LISTED ENTRIES:
──────────────────────────────
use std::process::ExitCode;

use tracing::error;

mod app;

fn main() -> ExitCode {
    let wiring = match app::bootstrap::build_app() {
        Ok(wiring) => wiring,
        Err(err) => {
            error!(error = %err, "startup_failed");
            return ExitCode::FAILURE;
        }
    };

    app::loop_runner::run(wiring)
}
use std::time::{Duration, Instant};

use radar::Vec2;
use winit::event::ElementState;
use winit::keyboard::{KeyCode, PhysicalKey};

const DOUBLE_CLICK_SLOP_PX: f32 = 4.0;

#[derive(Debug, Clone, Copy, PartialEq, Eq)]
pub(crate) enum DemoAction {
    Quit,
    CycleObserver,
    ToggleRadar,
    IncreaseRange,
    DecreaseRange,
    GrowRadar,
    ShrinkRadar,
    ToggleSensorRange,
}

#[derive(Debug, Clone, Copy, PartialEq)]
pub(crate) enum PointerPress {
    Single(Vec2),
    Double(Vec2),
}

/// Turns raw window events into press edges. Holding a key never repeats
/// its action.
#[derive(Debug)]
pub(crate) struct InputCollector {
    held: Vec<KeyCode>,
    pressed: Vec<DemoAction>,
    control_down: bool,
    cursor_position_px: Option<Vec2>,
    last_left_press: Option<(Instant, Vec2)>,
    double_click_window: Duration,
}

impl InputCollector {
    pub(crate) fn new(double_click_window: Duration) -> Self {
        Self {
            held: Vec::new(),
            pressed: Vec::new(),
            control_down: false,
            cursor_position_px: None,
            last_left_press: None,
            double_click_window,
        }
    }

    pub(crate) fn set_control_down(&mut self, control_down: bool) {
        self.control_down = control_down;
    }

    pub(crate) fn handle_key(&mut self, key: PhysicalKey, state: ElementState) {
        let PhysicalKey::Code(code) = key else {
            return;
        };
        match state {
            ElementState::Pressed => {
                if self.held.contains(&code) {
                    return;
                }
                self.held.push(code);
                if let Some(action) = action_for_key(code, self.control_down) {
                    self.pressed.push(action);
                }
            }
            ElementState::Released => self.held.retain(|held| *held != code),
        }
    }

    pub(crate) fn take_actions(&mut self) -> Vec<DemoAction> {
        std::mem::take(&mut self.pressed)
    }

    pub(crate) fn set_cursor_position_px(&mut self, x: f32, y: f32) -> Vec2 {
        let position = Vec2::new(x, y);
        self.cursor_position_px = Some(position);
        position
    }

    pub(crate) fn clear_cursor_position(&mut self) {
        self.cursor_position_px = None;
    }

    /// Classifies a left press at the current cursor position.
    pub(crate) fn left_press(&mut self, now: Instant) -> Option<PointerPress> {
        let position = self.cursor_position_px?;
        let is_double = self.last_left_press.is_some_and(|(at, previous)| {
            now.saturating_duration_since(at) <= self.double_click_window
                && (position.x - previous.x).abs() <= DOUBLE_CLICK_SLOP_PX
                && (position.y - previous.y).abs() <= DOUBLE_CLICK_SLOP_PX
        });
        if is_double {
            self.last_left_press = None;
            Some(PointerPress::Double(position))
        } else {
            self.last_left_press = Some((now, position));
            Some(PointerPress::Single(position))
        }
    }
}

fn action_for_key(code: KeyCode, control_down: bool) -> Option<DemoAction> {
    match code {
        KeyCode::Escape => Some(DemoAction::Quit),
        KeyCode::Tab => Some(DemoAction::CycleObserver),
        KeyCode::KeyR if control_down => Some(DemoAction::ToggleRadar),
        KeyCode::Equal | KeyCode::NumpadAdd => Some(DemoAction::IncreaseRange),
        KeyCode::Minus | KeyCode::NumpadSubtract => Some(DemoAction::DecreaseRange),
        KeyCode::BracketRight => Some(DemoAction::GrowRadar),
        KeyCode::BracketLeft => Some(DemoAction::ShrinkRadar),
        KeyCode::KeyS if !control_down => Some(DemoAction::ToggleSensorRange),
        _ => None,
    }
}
──────────────────────────────
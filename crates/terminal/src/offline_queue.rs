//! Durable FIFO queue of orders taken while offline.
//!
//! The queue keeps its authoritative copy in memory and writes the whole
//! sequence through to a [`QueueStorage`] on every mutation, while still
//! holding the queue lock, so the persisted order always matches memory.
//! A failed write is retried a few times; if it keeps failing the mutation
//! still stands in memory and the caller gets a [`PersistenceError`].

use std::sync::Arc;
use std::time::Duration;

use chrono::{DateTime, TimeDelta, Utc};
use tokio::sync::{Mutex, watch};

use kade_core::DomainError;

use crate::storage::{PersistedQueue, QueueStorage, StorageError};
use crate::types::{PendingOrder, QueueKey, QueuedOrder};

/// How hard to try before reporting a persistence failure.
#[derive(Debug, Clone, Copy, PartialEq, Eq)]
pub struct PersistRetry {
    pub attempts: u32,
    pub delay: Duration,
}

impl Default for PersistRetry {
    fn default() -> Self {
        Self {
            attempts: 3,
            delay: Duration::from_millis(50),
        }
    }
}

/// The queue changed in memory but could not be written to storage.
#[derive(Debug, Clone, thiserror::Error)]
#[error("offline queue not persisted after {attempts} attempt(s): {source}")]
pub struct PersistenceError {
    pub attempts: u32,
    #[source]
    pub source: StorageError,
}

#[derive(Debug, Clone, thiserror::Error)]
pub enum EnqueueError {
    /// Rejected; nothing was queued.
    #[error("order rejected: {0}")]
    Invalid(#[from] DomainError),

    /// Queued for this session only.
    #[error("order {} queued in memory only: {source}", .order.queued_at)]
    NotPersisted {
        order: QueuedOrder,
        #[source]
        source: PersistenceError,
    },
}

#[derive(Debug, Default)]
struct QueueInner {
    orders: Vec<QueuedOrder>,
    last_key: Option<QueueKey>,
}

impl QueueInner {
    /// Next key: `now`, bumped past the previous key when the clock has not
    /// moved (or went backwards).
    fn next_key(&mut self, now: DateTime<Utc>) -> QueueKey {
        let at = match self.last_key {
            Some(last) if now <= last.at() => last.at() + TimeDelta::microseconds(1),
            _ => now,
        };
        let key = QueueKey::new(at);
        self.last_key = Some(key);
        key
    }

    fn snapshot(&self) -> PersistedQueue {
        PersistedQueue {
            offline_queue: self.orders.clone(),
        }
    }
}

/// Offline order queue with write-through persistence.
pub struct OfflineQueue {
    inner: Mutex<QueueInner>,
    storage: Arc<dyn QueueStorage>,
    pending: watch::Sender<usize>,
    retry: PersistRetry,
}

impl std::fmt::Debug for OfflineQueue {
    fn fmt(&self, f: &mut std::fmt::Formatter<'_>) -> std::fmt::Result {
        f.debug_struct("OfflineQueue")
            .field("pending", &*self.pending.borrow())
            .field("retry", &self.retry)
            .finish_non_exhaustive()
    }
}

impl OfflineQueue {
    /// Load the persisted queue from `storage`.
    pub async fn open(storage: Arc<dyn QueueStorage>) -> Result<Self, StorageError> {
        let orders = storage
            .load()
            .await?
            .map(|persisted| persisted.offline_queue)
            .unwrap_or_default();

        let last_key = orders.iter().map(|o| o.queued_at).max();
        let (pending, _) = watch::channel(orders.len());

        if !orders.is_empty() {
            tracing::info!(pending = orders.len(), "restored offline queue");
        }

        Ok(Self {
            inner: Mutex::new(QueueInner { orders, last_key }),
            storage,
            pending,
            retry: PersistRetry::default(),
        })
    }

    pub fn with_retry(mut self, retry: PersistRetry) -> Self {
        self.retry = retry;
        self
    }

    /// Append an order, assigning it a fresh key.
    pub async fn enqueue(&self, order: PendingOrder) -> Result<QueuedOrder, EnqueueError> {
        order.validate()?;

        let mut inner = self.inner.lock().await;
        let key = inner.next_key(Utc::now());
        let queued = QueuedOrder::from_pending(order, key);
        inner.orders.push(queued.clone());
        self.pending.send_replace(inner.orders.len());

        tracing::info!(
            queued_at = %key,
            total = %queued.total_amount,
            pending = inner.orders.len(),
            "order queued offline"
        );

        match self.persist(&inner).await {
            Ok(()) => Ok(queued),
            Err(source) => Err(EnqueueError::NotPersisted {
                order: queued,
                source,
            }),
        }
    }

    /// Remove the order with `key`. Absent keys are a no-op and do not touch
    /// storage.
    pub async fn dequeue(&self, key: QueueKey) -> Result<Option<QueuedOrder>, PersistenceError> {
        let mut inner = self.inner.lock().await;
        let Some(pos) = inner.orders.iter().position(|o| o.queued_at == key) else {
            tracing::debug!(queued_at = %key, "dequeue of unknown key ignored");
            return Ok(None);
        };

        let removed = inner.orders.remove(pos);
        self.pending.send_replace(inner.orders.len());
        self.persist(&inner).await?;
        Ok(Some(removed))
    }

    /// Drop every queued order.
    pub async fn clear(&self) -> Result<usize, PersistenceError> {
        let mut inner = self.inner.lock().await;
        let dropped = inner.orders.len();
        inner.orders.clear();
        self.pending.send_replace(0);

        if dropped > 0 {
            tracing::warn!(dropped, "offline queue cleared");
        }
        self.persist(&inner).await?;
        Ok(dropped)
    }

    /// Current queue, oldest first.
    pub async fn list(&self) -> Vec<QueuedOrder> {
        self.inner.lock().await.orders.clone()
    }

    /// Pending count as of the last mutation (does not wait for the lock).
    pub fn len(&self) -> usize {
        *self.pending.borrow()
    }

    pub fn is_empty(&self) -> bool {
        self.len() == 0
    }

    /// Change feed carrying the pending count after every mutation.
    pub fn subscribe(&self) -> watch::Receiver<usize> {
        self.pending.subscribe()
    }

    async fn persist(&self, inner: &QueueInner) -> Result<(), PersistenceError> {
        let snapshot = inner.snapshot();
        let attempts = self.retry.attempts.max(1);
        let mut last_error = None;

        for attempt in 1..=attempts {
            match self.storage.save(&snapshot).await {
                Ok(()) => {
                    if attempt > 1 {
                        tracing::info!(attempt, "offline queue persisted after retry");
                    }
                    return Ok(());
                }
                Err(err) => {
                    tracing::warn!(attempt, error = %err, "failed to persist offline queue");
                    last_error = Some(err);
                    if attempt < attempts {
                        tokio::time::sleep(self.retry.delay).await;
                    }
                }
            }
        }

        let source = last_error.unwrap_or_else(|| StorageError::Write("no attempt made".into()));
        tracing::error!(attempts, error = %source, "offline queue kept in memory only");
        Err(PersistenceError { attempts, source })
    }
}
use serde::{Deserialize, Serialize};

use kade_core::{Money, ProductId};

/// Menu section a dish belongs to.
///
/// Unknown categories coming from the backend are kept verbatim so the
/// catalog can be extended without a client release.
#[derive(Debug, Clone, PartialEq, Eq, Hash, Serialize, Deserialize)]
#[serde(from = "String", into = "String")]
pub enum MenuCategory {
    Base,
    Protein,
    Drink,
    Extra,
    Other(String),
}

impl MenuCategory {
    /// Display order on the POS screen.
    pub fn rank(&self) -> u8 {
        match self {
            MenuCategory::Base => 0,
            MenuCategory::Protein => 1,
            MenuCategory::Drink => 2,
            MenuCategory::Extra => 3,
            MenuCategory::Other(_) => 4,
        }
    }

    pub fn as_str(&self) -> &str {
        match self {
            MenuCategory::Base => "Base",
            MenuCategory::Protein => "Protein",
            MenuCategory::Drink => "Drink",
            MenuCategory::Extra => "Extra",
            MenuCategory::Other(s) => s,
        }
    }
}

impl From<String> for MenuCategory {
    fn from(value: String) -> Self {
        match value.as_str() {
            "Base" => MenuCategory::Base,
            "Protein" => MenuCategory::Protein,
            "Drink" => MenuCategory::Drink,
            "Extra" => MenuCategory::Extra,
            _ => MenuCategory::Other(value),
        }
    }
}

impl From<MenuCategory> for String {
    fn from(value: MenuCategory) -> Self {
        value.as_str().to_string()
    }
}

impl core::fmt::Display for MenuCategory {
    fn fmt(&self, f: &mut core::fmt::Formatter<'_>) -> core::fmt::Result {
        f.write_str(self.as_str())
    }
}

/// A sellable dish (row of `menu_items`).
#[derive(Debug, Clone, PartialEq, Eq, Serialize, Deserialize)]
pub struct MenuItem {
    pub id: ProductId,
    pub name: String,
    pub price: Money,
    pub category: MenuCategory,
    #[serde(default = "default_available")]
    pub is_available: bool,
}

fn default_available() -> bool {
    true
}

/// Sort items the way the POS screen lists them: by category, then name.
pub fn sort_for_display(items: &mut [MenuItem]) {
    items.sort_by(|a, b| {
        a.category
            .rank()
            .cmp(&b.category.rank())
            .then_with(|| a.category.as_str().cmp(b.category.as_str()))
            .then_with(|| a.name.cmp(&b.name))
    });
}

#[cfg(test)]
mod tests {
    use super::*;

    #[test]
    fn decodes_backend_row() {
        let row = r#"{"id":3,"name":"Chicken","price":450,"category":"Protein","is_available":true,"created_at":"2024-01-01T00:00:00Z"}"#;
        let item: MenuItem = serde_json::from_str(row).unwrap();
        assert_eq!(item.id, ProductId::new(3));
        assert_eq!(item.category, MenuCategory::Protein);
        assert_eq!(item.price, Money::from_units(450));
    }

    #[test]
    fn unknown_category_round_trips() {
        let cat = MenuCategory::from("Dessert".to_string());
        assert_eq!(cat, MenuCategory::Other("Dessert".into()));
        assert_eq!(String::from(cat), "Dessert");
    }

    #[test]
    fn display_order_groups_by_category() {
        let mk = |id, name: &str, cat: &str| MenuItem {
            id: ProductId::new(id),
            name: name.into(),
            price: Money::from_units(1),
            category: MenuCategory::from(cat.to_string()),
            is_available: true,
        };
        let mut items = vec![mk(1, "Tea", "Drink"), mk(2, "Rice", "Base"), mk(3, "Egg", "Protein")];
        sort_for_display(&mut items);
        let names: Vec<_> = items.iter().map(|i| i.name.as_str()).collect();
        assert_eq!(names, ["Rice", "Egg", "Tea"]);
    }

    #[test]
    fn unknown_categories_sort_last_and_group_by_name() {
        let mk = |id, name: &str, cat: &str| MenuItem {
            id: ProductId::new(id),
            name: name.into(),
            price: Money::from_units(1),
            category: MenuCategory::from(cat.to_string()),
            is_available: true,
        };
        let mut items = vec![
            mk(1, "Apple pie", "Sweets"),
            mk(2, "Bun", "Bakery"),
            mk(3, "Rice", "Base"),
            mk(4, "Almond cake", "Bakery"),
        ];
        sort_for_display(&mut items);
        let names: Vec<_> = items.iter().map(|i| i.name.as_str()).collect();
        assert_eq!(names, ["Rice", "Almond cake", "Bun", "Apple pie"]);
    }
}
──────────────────────────────
INSTRUCTIONS TO FOLLOW:
Select the lines from the entries that include the word "Money".

EXERCISE SOLUTION:
use kade_core::{Money, ProductId};
    pub price: Money,
        assert_eq!(item.price, Money::from_units(450));
            price: Money::from_units(1),
            price: Money::from_units(1),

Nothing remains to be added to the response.